* What the task requires *
At the line containing "a work log entry", start repeating the entries exactly, and continue through the last line.

========================

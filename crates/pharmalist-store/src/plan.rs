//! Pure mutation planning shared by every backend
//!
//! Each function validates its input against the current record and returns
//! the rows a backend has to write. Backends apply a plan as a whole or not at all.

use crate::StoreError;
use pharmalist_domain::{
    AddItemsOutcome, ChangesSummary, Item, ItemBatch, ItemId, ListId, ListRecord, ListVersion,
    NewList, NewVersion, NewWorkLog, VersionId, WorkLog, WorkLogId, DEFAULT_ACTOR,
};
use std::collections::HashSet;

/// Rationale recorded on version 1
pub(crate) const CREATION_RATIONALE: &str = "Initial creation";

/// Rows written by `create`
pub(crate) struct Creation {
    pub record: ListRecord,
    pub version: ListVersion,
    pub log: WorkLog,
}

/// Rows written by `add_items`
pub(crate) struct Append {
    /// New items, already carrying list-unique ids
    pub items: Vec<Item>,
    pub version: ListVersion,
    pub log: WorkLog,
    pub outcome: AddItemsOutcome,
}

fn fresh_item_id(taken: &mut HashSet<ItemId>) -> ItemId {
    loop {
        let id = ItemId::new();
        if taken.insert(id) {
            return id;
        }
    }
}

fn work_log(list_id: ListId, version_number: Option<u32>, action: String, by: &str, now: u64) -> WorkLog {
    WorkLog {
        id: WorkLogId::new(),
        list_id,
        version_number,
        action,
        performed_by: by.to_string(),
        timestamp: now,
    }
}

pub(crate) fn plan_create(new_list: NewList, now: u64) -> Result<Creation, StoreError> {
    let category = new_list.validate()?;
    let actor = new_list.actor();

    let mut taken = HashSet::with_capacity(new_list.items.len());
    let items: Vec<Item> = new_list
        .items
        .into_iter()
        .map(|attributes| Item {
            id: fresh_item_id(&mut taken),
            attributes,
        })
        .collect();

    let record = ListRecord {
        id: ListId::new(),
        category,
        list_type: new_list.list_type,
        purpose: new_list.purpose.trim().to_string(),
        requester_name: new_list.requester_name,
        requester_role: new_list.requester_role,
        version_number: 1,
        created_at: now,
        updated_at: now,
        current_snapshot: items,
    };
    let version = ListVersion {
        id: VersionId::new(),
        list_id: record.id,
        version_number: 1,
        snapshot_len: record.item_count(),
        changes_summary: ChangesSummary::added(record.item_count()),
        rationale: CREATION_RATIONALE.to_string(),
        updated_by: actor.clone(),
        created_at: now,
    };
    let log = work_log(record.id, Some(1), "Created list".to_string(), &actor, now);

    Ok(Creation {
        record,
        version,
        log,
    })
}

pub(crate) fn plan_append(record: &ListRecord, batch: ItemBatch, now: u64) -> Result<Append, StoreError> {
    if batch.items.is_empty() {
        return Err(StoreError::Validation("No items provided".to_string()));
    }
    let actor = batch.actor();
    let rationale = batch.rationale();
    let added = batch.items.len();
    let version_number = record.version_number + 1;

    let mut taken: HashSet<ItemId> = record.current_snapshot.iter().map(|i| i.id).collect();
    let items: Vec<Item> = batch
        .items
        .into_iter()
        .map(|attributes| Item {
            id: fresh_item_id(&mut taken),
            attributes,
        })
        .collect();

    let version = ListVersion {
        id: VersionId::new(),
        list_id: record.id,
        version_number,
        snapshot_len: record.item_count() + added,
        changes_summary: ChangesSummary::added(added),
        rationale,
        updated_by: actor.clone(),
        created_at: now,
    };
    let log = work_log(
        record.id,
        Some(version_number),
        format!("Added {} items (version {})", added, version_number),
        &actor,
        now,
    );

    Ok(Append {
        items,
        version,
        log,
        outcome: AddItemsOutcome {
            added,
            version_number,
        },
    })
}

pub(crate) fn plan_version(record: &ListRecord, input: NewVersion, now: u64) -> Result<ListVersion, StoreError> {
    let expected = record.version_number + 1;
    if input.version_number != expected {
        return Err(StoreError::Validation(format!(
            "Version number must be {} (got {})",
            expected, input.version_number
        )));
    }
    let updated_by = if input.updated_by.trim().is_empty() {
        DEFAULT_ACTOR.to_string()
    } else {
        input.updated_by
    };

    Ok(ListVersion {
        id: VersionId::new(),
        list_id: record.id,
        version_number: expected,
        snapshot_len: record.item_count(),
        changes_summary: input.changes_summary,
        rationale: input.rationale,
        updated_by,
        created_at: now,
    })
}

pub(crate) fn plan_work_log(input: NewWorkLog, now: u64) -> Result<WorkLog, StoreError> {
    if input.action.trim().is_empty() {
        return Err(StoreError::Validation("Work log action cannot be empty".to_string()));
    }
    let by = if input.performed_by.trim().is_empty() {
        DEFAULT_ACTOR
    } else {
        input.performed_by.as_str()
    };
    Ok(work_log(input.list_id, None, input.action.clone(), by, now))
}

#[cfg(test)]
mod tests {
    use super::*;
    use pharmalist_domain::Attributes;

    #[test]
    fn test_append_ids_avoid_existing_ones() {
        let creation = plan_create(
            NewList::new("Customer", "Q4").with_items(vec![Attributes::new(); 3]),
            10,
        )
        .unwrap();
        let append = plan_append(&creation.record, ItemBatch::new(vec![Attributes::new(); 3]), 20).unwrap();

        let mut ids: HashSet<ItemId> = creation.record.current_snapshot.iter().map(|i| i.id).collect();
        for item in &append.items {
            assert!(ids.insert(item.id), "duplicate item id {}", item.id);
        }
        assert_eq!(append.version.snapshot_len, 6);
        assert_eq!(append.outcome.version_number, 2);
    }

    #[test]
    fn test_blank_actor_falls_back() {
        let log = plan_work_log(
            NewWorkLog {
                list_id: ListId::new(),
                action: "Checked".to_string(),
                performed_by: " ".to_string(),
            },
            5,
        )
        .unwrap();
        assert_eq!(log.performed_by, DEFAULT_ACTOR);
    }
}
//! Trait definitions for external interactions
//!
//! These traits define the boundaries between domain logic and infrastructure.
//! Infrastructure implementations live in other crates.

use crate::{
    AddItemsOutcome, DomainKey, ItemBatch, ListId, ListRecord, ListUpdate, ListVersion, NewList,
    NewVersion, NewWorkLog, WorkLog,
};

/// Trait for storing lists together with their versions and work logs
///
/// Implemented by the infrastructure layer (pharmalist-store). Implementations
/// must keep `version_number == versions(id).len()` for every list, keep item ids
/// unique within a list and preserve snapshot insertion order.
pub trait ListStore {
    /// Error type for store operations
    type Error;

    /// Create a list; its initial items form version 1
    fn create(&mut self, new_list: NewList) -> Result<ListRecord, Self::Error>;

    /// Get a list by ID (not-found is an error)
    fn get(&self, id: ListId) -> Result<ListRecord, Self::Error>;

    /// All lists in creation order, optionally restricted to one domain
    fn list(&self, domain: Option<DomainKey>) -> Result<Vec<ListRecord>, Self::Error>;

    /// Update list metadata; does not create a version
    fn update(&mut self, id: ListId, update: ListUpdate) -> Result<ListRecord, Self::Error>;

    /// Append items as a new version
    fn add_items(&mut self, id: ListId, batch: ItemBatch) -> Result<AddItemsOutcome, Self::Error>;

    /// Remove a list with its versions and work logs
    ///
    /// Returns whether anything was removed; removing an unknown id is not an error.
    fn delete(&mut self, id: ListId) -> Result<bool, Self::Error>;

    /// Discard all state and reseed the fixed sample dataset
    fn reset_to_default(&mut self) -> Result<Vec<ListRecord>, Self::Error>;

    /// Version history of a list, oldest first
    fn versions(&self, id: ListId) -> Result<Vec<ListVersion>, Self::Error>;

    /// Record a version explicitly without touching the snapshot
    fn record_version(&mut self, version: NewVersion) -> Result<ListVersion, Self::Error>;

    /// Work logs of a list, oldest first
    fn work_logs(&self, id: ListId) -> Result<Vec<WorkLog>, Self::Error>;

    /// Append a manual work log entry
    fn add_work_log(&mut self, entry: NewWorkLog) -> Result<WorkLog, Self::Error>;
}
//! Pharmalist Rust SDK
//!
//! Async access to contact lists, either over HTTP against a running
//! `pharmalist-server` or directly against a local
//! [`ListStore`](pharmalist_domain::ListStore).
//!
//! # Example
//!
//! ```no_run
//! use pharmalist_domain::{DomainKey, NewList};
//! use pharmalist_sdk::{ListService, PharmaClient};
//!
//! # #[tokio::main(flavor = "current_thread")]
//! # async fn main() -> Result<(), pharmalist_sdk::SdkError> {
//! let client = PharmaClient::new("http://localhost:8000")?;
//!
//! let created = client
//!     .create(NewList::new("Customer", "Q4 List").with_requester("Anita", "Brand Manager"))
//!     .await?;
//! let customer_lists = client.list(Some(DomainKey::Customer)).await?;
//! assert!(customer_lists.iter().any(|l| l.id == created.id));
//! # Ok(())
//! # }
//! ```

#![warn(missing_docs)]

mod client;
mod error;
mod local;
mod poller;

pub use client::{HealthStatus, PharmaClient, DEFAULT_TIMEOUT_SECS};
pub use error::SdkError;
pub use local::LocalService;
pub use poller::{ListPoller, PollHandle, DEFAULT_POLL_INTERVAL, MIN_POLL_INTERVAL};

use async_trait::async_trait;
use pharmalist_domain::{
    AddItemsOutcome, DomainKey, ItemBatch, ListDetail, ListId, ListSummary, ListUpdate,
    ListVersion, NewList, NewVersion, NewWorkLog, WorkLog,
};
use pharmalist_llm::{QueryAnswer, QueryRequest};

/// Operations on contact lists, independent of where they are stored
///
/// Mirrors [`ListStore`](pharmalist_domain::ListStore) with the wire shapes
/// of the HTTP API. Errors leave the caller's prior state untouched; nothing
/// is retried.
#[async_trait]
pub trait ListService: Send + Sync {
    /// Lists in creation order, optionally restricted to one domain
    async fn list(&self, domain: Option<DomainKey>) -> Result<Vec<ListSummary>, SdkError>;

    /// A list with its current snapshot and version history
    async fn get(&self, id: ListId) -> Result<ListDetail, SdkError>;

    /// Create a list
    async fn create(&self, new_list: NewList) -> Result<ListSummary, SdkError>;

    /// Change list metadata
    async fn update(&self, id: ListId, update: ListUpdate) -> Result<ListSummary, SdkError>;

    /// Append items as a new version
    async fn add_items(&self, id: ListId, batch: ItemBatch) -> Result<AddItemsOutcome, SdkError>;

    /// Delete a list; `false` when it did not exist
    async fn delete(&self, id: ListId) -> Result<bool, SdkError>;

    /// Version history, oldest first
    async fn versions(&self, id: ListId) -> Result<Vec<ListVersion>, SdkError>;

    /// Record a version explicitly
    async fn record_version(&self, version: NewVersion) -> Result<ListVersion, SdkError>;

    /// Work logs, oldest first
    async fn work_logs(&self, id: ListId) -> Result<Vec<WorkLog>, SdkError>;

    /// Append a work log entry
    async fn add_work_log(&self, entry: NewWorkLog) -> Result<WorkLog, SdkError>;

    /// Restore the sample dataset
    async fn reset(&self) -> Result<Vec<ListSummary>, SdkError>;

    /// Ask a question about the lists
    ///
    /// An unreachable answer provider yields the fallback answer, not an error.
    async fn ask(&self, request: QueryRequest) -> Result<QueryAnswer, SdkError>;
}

========================

* Exercise solution *
    /// Append a work log entry
    async fn add_work_log(&self, entry: NewWorkLog) -> Result<WorkLog, SdkError>;

    /// Restore the sample dataset
    async fn reset(&self) -> Result<Vec<ListSummary>, SdkError>;

    /// Ask a question about the lists
    ///
    /// An unreachable answer provider yields the fallback answer, not an error.
    async fn ask(&self, request: QueryRequest) -> Result<QueryAnswer, SdkError>;
}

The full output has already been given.